This adaptation of a novel about friends serving aboard a doomed World War II battleship was a colossal success in Japan. It made the most money at the domestic box office of any Japanese film released in 2005 and got nine nominations at the 2007 Japan Academy Prize awards. One of those was for Hisaishi’s score, the composer’s first nomination from the association since a wholly undeserved one for Dolls four years earlier. This one, however, was very much deserved, as Yamato was the first of his live action scores to rise to the same echelon as Spirited Away.

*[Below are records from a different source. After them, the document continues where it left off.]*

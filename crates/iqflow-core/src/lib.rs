//! iqflow Core - sample plumbing for SDR output devices
//!
//! - [`dsp`]: the multi-stream FIFO, filters and interpolator
//! - [`output`]: the streaming output driver, its worker, sinks and control messages
//! - [`config`]: YAML pipeline configuration

pub mod config;
pub mod dsp;
pub mod output;
pub mod types;

pub use types::*;
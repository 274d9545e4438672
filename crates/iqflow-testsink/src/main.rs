//! iqflow test sink - headless output device exerciser
//!
//! Wires a tone producer into the multi-stream FIFO, runs the output driver
//! on its own message pump and drives it through an [`OutputController`]
//! exactly as a GUI would: debounced settings, start/stop requests and
//! periodic stream timing polls.
//!
//! ## Usage
//!
//! ```text
//! iqflow-testsink [CONFIG]
//! ```
//!
//! `CONFIG` defaults to `~/.config/iqflow/testsink.yaml`; a default file is
//! written there on first run. Set `RUST_LOG=debug` for verbose output.

mod config;
mod tone;

use std::path::PathBuf;
use std::sync::Arc;
use std::time::{Duration, Instant};

use anyhow::{Context, Result};
use crossbeam::channel;
use iqflow_core::config::{load_config, save_config};
use iqflow_core::output::{Message, MessagePump, OutputController};

use config::TestSinkConfig;
use tone::ToneProducer;

/// How long to wait for the driver to confirm shutdown
const STOP_TIMEOUT: Duration = Duration::from_secs(2);

fn main() -> Result<()> {
    env_logger::Builder::from_env(env_logger::Env::default().default_filter_or("info"))
        .format_timestamp_millis()
        .init();

    let config_path = std::env::args()
        .nth(1)
        .map(PathBuf::from)
        .unwrap_or_else(config::default_config_file);

    if !config_path.exists() {
        save_config(&TestSinkConfig::default(), &config_path)
            .context("Failed to write default config")?;
    }
    let config: TestSinkConfig = load_config(&config_path);
    log::info!("iqflow-testsink starting with {:?}", config_path);

    run(&config)
}

fn run(config: &TestSinkConfig) -> Result<()> {
    let pipeline = &config.pipeline;
    let fifo = pipeline.build_fifo();
    let driver = Arc::new(pipeline.build_driver(fifo.clone())?);
    log::info!("Output device: {}", driver.description());

    let _pump = MessagePump::spawn(driver.clone()).context("Failed to spawn driver thread")?;
    let producer = ToneProducer::spawn(fifo.clone(), &config.tone, pipeline.output.baseband_rate())
        .context("Failed to spawn tone producer")?;

    let mut controller = OutputController::for_driver(&driver)
        .with_status_interval(config.run.timing_interval_ticks);
    controller.set_settings(pipeline.output);
    controller.update_hardware();
    controller.start_stop(true);

    let status = channel::tick(Duration::from_millis(config.run.status_ms.max(1)));
    let update = channel::tick(Duration::from_millis(config.run.update_ms.max(1)));
    let deadline = config
        .run
        .duration_secs
        .map(|secs| Instant::now() + Duration::from_secs(secs));
    let mut last_count = 0;

    while deadline.map_or(true, |d| Instant::now() < d) {
        channel::select! {
            recv(status) -> _ => {
                controller.tick();
                if controller.samples_count() != last_count {
                    last_count = controller.samples_count();
                    log::info!(
                        "Streaming: {} samples consumed, {} produced, fifo {}/{}",
                        last_count,
                        producer.written(),
                        fifo.readable(0),
                        fifo.capacity()
                    );
                }
            }
            recv(update) -> _ => {
                controller.update_hardware();
            }
        }

        for message in driver.downstream_queue().drain() {
            if let Message::SignalChanged(signal) = message {
                log::info!(
                    "Signal: {} S/s at {} Hz",
                    signal.sample_rate,
                    signal.center_frequency
                );
            }
            controller.handle_message(&message);
        }
    }

    controller.start_stop(false);
    let stop_deadline = Instant::now() + STOP_TIMEOUT;
    while controller.generation() && Instant::now() < stop_deadline {
        std::thread::sleep(Duration::from_millis(10));
        controller.handle_input_messages();
    }
    if controller.generation() {
        log::warn!("Driver did not confirm stop, stopping directly");
        driver.stop();
    }

    log::info!(
        "Done: {} samples consumed, {} produced, {} overwritten in fifo",
        driver.samples_count().unwrap_or(last_count),
        producer.written(),
        fifo.dropped(0)
    );
    Ok(())
}
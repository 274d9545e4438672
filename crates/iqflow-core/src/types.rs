//! Common types for iqflow
//!
//! The fundamental sample type moved through the streaming pipeline and the
//! constants shared by the FIFO, the filters and the output driver.

/// Default device sample rate (48 kS/s)
pub const DEFAULT_SAMPLE_RATE: u32 = 48_000;

/// Default output center frequency (435 MHz, 70cm band)
pub const DEFAULT_CENTER_FREQUENCY: u64 = 435_000_000;

/// Largest supported interpolation exponent (x64)
pub const MAX_LOG2_INTERP: u32 = 6;

/// Scalar component type
pub type Sample = f32;

/// A single complex baseband sample (in-phase and quadrature components)
///
/// Uses `#[repr(C)]` to ensure predictable memory layout: [i, q].
/// This enables zero-copy conversion between `&[IqSample]` and `&[f32]`
/// (interleaved I/Q) using bytemuck, which is what raw dump sinks write.
#[repr(C)]
#[derive(Debug, Clone, Copy, Default, PartialEq, bytemuck::Pod, bytemuck::Zeroable)]
pub struct IqSample {
    pub i: Sample,
    pub q: Sample,
}

impl IqSample {
    /// Create a new I/Q sample
    #[inline]
    pub fn new(i: Sample, q: Sample) -> Self {
        Self { i, q }
    }

    /// The zero sample
    #[inline]
    pub fn zero() -> Self {
        Self::default()
    }

    /// Unit phasor at the given phase (radians)
    #[inline]
    pub fn from_phase(phase: f32) -> Self {
        let (sin, cos) = phase.sin_cos();
        Self { i: cos, q: sin }
    }

    /// Squared magnitude
    #[inline]
    pub fn norm_sqr(&self) -> Sample {
        self.i * self.i + self.q * self.q
    }

    /// Magnitude
    #[inline]
    pub fn magnitude(&self) -> Sample {
        self.norm_sqr().sqrt()
    }

    /// Scale both components by a factor
    #[inline]
    pub fn scale(&self, factor: Sample) -> Self {
        Self {
            i: self.i * factor,
            q: self.q * factor,
        }
    }
}

impl std::ops::Add for IqSample {
    type Output = Self;

    #[inline]
    fn add(self, other: Self) -> Self {
        Self {
            i: self.i + other.i,
            q: self.q + other.q,
        }
    }
}

impl std::ops::AddAssign for IqSample {
    #[inline]
    fn add_assign(&mut self, other: Self) {
        self.i += other.i;
        self.q += other.q;
    }
}

impl std::ops::Sub for IqSample {
    type Output = Self;

    #[inline]
    fn sub(self, other: Self) -> Self {
        Self {
            i: self.i - other.i,
            q: self.q - other.q,
        }
    }
}

impl std::ops::Mul<Sample> for IqSample {
    type Output = Self;

    #[inline]
    fn mul(self, factor: Sample) -> Self {
        self.scale(factor)
    }
}

/// View a block of I/Q samples as interleaved `f32` without copying
#[inline]
pub fn as_interleaved(samples: &[IqSample]) -> &[f32] {
    bytemuck::cast_slice(samples)
}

In a way, Yamato was Hisaishi’s most Hollywood score to date, with the composer synthesizing a variety of American action music influences into his own identifiable style. Its most rousing moments will undoubtedly appeal to fans of Jerry Goldsmith’s music at its most martial; one recurring militaristic theme is cut from the same cloth as Goldsmith’s scores for Patton and Small Soldiers. Other material continues in the vein of the John Williams-like orchestral reverence the composer toyed with in the prior year’s Howl’s Moving Castle. And the expansive main melody, a more regal cousin of Hans Zimmer’s melodramatic theme from The Rock, is the closest the composer ever came to power anthem territory, though the idea is also effectively translated to more intimate settings.

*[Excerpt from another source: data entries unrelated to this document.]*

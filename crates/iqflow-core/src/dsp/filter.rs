//! Streaming filter abstraction
//!
//! A filter maps one input sample to one output sample. Concrete filters
//! keep their own history; the contract only promises that feeding the same
//! input sequence from the same initial state gives the same output.
//!
//! Filters are combined into a [`FilterChain`], which is itself a [`Filter`].
//! The concrete kind is chosen once, at construction, from a [`FilterKind`].

use std::ops::{Add, Mul, Sub};

use serde::{Deserialize, Serialize};

use crate::types::IqSample;

/// Numeric types a filter can run on
pub trait FilterSample:
    Copy + Default + Add<Output = Self> + Sub<Output = Self> + Mul<f32, Output = Self> + Send + 'static
{
}

impl<T> FilterSample for T where
    T: Copy + Default + Add<Output = T> + Sub<Output = T> + Mul<f32, Output = T> + Send + 'static
{
}

/// Single-sample transform
pub trait Filter<T> {
    /// Consume one input sample and produce one output sample
    fn apply(&mut self, input: T) -> T;
}

/// Direct-form FIR filter with a circular delay line
#[derive(Debug, Clone)]
pub struct FirFilter<T> {
    taps: Vec<f32>,
    history: Vec<T>,
    pos: usize,
}

impl<T: FilterSample> FirFilter<T> {
    /// Create a filter from explicit coefficients
    ///
    /// An empty tap list behaves as a single unity tap.
    pub fn new(taps: Vec<f32>) -> Self {
        let taps = if taps.is_empty() { vec![1.0] } else { taps };
        Self {
            history: vec![T::default(); taps.len()],
            taps,
            pos: 0,
        }
    }

    /// Windowed-sinc low-pass (Hamming window, unity DC gain)
    ///
    /// `cutoff` is normalized to the sample rate and clamped to (0, 0.5).
    pub fn lowpass(num_taps: usize, cutoff: f32) -> Self {
        Self::new(lowpass_taps(num_taps, cutoff))
    }

    /// Replace the coefficients; clears the history
    pub fn set_taps(&mut self, taps: Vec<f32>) {
        *self = Self::new(taps);
    }

    pub fn taps(&self) -> &[f32] {
        &self.taps
    }

    /// Clear the delay line
    pub fn reset(&mut self) {
        self.history.fill(T::default());
        self.pos = 0;
    }
}

impl<T: FilterSample> Filter<T> for FirFilter<T> {
    #[inline]
    fn apply(&mut self, input: T) -> T {
        let len = self.history.len();
        self.history[self.pos] = input;

        // taps[0] multiplies the newest sample, taps[k] the one k samples back
        let mut acc = T::default();
        let mut idx = self.pos;
        for &tap in &self.taps {
            acc = acc + self.history[idx] * tap;
            idx = if idx == 0 { len - 1 } else { idx - 1 };
        }

        self.pos = (self.pos + 1) % len;
        acc
    }
}

/// Hamming-windowed sinc coefficients normalized to unity DC gain
pub fn lowpass_taps(num_taps: usize, cutoff: f32) -> Vec<f32> {
    let num_taps = num_taps.max(1);
    let cutoff = cutoff.clamp(1e-4, 0.5 - 1e-4);
    let center = (num_taps - 1) as f32 / 2.0;

    let mut taps: Vec<f32> = (0..num_taps)
        .map(|n| {
            let x = n as f32 - center;
            let sinc = if x == 0.0 {
                2.0 * cutoff
            } else {
                (2.0 * std::f32::consts::PI * cutoff * x).sin() / (std::f32::consts::PI * x)
            };
            let window = if num_taps == 1 {
                1.0
            } else {
                0.54 - 0.46 * (2.0 * std::f32::consts::PI * n as f32 / (num_taps - 1) as f32).cos()
            };
            sinc * window
        })
        .collect();

    let sum: f32 = taps.iter().sum();
    if sum.abs() > f32::EPSILON {
        taps.iter_mut().for_each(|t| *t /= sum);
    }
    taps
}

/// DC blocking filter: `y[n] = x[n] - x[n-1] + r * y[n-1]`
#[derive(Debug, Clone)]
pub struct DcBlocker<T> {
    pole: f32,
    prev_input: T,
    prev_output: T,
}

impl<T: FilterSample> DcBlocker<T> {
    /// `pole` close to 1.0 gives a narrow notch at DC (typical 0.995-0.9999)
    pub fn new(pole: f32) -> Self {
        Self {
            pole: pole.clamp(0.0, 0.999_999),
            prev_input: T::default(),
            prev_output: T::default(),
        }
    }

    pub fn reset(&mut self) {
        self.prev_input = T::default();
        self.prev_output = T::default();
    }
}

impl<T: FilterSample> Filter<T> for DcBlocker<T> {
    #[inline]
    fn apply(&mut self, input: T) -> T {
        let output = input - self.prev_input + self.prev_output * self.pole;
        self.prev_input = input;
        self.prev_output = output;
        output
    }
}

/// Exponential smoother: `y += alpha * (x - y)`
#[derive(Debug, Clone)]
pub struct OnePoleLowpass<T> {
    alpha: f32,
    state: T,
}

impl<T: FilterSample> OnePoleLowpass<T> {
    pub fn new(alpha: f32) -> Self {
        Self {
            alpha: alpha.clamp(0.0, 1.0),
            state: T::default(),
        }
    }

    /// Change the smoothing factor without touching the state
    pub fn set_alpha(&mut self, alpha: f32) {
        self.alpha = alpha.clamp(0.0, 1.0);
    }

    pub fn reset(&mut self) {
        self.state = T::default();
    }
}

impl<T: FilterSample> Filter<T> for OnePoleLowpass<T> {
    #[inline]
    fn apply(&mut self, input: T) -> T {
        self.state = self.state + (input - self.state) * self.alpha;
        self.state
    }
}

/// Serializable description of a filter, used by pipeline config
#[derive(Debug, Clone, PartialEq, Serialize, Deserialize)]
#[serde(tag = "kind", rename_all = "snake_case")]
pub enum FilterKind {
    /// Windowed-sinc low-pass
    Lowpass { taps: usize, cutoff: f32 },
    /// FIR with explicit coefficients
    Fir { taps: Vec<f32> },
    /// DC removal
    DcBlock { pole: f32 },
    /// Exponential smoothing
    OnePole { alpha: f32 },
}

impl FilterKind {
    /// Build the concrete filter this kind describes
    pub fn build<T: FilterSample>(&self) -> AnyFilter<T> {
        match self {
            FilterKind::Lowpass { taps, cutoff } => AnyFilter::Fir(FirFilter::lowpass(*taps, *cutoff)),
            FilterKind::Fir { taps } => AnyFilter::Fir(FirFilter::new(taps.clone())),
            FilterKind::DcBlock { pole } => AnyFilter::DcBlock(DcBlocker::new(*pole)),
            FilterKind::OnePole { alpha } => AnyFilter::OnePole(OnePoleLowpass::new(*alpha)),
        }
    }
}

/// Any of the concrete filters, dispatched without a vtable
#[derive(Debug, Clone)]
pub enum AnyFilter<T> {
    Fir(FirFilter<T>),
    DcBlock(DcBlocker<T>),
    OnePole(OnePoleLowpass<T>),
}

impl<T: FilterSample> Filter<T> for AnyFilter<T> {
    #[inline]
    fn apply(&mut self, input: T) -> T {
        match self {
            AnyFilter::Fir(f) => f.apply(input),
            AnyFilter::DcBlock(f) => f.apply(input),
            AnyFilter::OnePole(f) => f.apply(input),
        }
    }
}

/// Ordered sequence of filters applied one after another
#[derive(Debug, Clone, Default)]
pub struct FilterChain<T> {
    stages: Vec<AnyFilter<T>>,
}

impl<T: FilterSample> FilterChain<T> {
    pub fn new() -> Self {
        Self { stages: Vec::new() }
    }

    /// Build a chain from config descriptions, in order
    pub fn from_kinds(kinds: &[FilterKind]) -> Self {
        Self {
            stages: kinds.iter().map(|kind| kind.build()).collect(),
        }
    }

    /// Append a stage
    pub fn push(&mut self, filter: AnyFilter<T>) {
        self.stages.push(filter);
    }

    pub fn len(&self) -> usize {
        self.stages.len()
    }

    pub fn is_empty(&self) -> bool {
        self.stages.is_empty()
    }

    /// Run every sample of `block` through the chain, in place
    pub fn process_in_place(&mut self, block: &mut [T]) {
        if self.stages.is_empty() {
            return;
        }
        for sample in block.iter_mut() {
            *sample = self.apply(*sample);
        }
    }

    /// Run `input` through the chain, appending to `output`
    pub fn process_into(&mut self, input: &[T], output: &mut Vec<T>) {
        output.reserve(input.len());
        for &sample in input {
            let filtered = self.apply(sample);
            output.push(filtered);
        }
    }
}

impl<T: FilterSample> Filter<T> for FilterChain<T> {
    #[inline]
    fn apply(&mut self, input: T) -> T {
        self.stages.iter_mut().fold(input, |x, stage| stage.apply(x))
    }
}

/// Filter chain over the pipeline's I/Q samples
pub type IqFilterChain = FilterChain<IqSample>;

None of that should suggest the work is heavily derivative or all-over-the-place. Like Porco Rosso over a dozen years earlier, Yamato is a strong example of the composer fusing a variety of influences into a cohesive whole while retaining his own mannerisms - extremely memorable themes, the unmistakable elegance, layered woodwind parts, notable use of counterpoint, and so on. Hisaishi even deployed a vast adult choir for the first time in one of his scores, lending an extra epic heft to a handful of tracks. And the vastly orchestral and expansive dramatic style exhibited here would become a defining feature of many of his notable scores over the next eight years; if you want to understand how we got to better-known works in this style like I Want to Be a Shellfish and Clouds above the Hill, start with this glorious triumph. Few of the composer’s works have ever achieved such floor-shaking volumes.
Album - https://www.youtube.com/playlist?list=PLAGhGcgrqCSQoNHyXnSANaQUmp-K0VMbT .
Be advised the bookend tracks on the album are pop songs done without Hisaishi’s involvement.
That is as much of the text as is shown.